> **Entries shown**:
// src/resolver/mod.rs

//! Constraint resolution against a dependency index
//!
//! Each requirement is resolved on its own to the highest index version that
//! satisfies its constraint. There is no negotiation between requirements: if
//! two dependencies need different versions of a shared transitive
//! dependency, both pins are reported as-is.

mod index;

pub use index::{BuildInfo, DependencyIndex, FileIndex, IndexEntry, MemoryIndex};

use crate::error::{Error, Result};
use crate::recipe::Requirement;
use crate::version::PackageVersion;
use std::collections::{BTreeMap, HashSet};
use tracing::{debug, info};

/// A requirement pinned to a concrete index version
#[derive(Debug, Clone, PartialEq, Eq)]
pub struct ResolvedDependency {
    pub name: String,
    pub version: PackageVersion,
    /// Opaque locator for the dependency's build metadata
    pub locator: String,
    pub build_info: Option<BuildInfo>,
}

impl ResolvedDependency {
    /// Pin `requirement` to `entry`
    ///
    /// Fails if the entry's version does not satisfy the requirement.
    pub fn new(requirement: &Requirement, entry: IndexEntry) -> Result<Self> {
        if !requirement.constraint.satisfies(&entry.version) {
            return Err(Error::UnsatisfiableConstraint {
                name: requirement.name.clone(),
                constraint: requirement.constraint.to_string(),
                available: entry.version.to_string(),
            });
        }

        Ok(Self {
            name: requirement.name.clone(),
            version: entry.version,
            locator: entry.locator,
            build_info: entry.build_info,
        })
    }

    /// Imported CMake target for this dependency
    pub fn cmake_target(&self) -> String {
        self.build_info
            .as_ref()
            .and_then(|info| info.cmake_target.clone())
            .unwrap_or_else(|| format!("{0}::{0}", self.name))
    }
}

/// Resolved dependencies keyed by name
#[derive(Debug, Clone, Default, PartialEq, Eq)]
pub struct Resolution {
    dependencies: BTreeMap<String, ResolvedDependency>,
}

impl Resolution {
    pub fn get(&self, name: &str) -> Option<&ResolvedDependency> {
        self.dependencies.get(name)
    }

    /// Dependencies in name order
    pub fn iter(&self) -> impl Iterator<Item = &ResolvedDependency> {
        self.dependencies.values()
    }

    pub fn len(&self) -> usize {
        self.dependencies.len()
    }

    pub fn is_empty(&self) -> bool {
        self.dependencies.is_empty()
    }
}

impl FromIterator<ResolvedDependency> for Resolution {
    fn from_iter<I: IntoIterator<Item = ResolvedDependency>>(iter: I) -> Self {
        Self {
            dependencies: iter.into_iter().map(|d| (d.name.clone(), d)).collect(),
        }
    }
}

/// Resolves requirements against a [`DependencyIndex`]
pub struct ConstraintResolver<'a> {
    index: &'a dyn DependencyIndex,
}

impl<'a> ConstraintResolver<'a> {
    pub fn new(index: &'a dyn DependencyIndex) -> Self {
        Self { index }
    }

    /// Resolve every requirement, or fail without a partial result
    pub fn resolve(&self, requirements: &[Requirement]) -> Result<Resolution> {
        let mut dependencies = BTreeMap::new();
        // Generated artifacts are named after the lowercased dependency name
        let mut seen = HashSet::new();

        for requirement in requirements {
            if !seen.insert(requirement.name.to_lowercase()) {
                return Err(Error::DuplicateRequirement(requirement.name.clone()));
            }

            let resolved = self.resolve_one(requirement)?;
            info!("Resolved {} -> {}", requirement, resolved.version);
            dependencies.insert(requirement.name.clone(), resolved);
        }

        Ok(Resolution { dependencies })
    }

    fn resolve_one(&self, requirement: &Requirement) -> Result<ResolvedDependency> {
        let entries = self
            .index
            .versions(&requirement.name)?
            .ok_or_else(|| Error::UnknownDependency(requirement.name.clone()))?;

        debug!(
            "Index has {} version(s) of {}",
            entries.len(),
            requirement.name
        );

        let best = entries
            .iter()
            .filter(|entry| requirement.constraint.satisfies(&entry.version))
            .max_by(|a, b| a.version.cmp(&b.version))
            .cloned();

        match best {
            Some(entry) => ResolvedDependency::new(requirement, entry),
            None => {
                let mut available: Vec<&PackageVersion> =
                    entries.iter().map(|e| &e.version).collect();
                available.sort();
                let available = if available.is_empty() {
                    "none".to_string()
                } else {
                    available
                        .iter()
                        .map(|v| v.to_string())
                        .collect::<Vec<_>>()
                        .join(", ")
                };

                Err(Error::UnsatisfiableConstraint {
                    name: requirement.name.clone(),
                    constraint: requirement.constraint.to_string(),
                    available,
                })
            }
        }
    }
}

> **Task brief**:
Extract each line of the material exactly as it stands.

> **Output of the task**:
// src/resolver/mod.rs

//! Constraint resolution against a dependency index
//!
//! Each requirement is resolved on its own to the highest index version that
//! satisfies its constraint. There is no negotiation between requirements: if
//! two dependencies need different versions of a shared transitive
//! dependency, both pins are reported as-is.

mod index;

pub use index::{BuildInfo, DependencyIndex, FileIndex, IndexEntry, MemoryIndex};

use crate::error::{Error, Result};
use crate::recipe::Requirement;
use crate::version::PackageVersion;
use std::collections::{BTreeMap, HashSet};
use tracing::{debug, info};

/// A requirement pinned to a concrete index version
#[derive(Debug, Clone, PartialEq, Eq)]
pub struct ResolvedDependency {
    pub name: String,
    pub version: PackageVersion,
    /// Opaque locator for the dependency's build metadata
    pub locator: String,
    pub build_info: Option<BuildInfo>,
}

impl ResolvedDependency {
    /// Pin `requirement` to `entry`
    ///
    /// Fails if the entry's version does not satisfy the requirement.
    pub fn new(requirement: &Requirement, entry: IndexEntry) -> Result<Self> {
        if !requirement.constraint.satisfies(&entry.version) {
            return Err(Error::UnsatisfiableConstraint {
                name: requirement.name.clone(),
                constraint: requirement.constraint.to_string(),
                available: entry.version.to_string(),
            });
        }

        Ok(Self {
            name: requirement.name.clone(),
            version: entry.version,
            locator: entry.locator,
            build_info: entry.build_info,
        })
    }

    /// Imported CMake target for this dependency
    pub fn cmake_target(&self) -> String {
        self.build_info
            .as_ref()
            .and_then(|info| info.cmake_target.clone())
            .unwrap_or_else(|| format!("{0}::{0}", self.name))
    }
}

/// Resolved dependencies keyed by name
#[derive(Debug, Clone, Default, PartialEq, Eq)]
pub struct Resolution {
    dependencies: BTreeMap<String, ResolvedDependency>,
}

impl Resolution {
    pub fn get(&self, name: &str) -> Option<&ResolvedDependency> {
        self.dependencies.get(name)
    }

    /// Dependencies in name order
    pub fn iter(&self) -> impl Iterator<Item = &ResolvedDependency> {
        self.dependencies.values()
    }

    pub fn len(&self) -> usize {
        self.dependencies.len()
    }

    pub fn is_empty(&self) -> bool {
        self.dependencies.is_empty()
    }
}

impl FromIterator<ResolvedDependency> for Resolution {
    fn from_iter<I: IntoIterator<Item = ResolvedDependency>>(iter: I) -> Self {
        Self {
            dependencies: iter.into_iter().map(|d| (d.name.clone(), d)).collect(),
        }
    }
}

/// Resolves requirements against a [`DependencyIndex`]
pub struct ConstraintResolver<'a> {
    index: &'a dyn DependencyIndex,
}

impl<'a> ConstraintResolver<'a> {
    pub fn new(index: &'a dyn DependencyIndex) -> Self {
        Self { index }
    }

    /// Resolve every requirement, or fail without a partial result
    pub fn resolve(&self, requirements: &[Requirement]) -> Result<Resolution> {
        let mut dependencies = BTreeMap::new();
        // Generated artifacts are named after the lowercased dependency name
        let mut seen = HashSet::new();

        for requirement in requirements {
            if !seen.insert(requirement.name.to_lowercase()) {
                return Err(Error::DuplicateRequirement(requirement.name.clone()));
            }

            let resolved = self.resolve_one(requirement)?;
            info!("Resolved {} -> {}", requirement, resolved.version);
            dependencies.insert(requirement.name.clone(), resolved);
        }

        Ok(Resolution { dependencies })
    }

    fn resolve_one(&self, requirement: &Requirement) -> Result<ResolvedDependency> {
        let entries = self
            .index
            .versions(&requirement.name)?
            .ok_or_else(|| Error::UnknownDependency(requirement.name.clone()))?;

        debug!(
            "Index has {} version(s) of {}",
            entries.len(),
            requirement.name
        );

        let best = entries
            .iter()
            .filter(|entry| requirement.constraint.satisfies(&entry.version))
            .max_by(|a, b| a.version.cmp(&b.version))
            .cloned();

        match best {
            Some(entry) => ResolvedDependency::new(requirement, entry),
            None => {
                let mut available: Vec<&PackageVersion> =
                    entries.iter().map(|e| &e.version).collect();
                available.sort();
                let available = if available.is_empty() {
                    "none".to_string()
                } else {
                    available
                        .iter()
                        .map(|v| v.to_string())
                        .collect::<Vec<_>>()
                        .join(", ")
                };

                Err(Error::UnsatisfiableConstraint {
                    name: requirement.name.clone(),
                    constraint: requirement.constraint.to_string(),
                    available,
                })
            }
        }
    }
}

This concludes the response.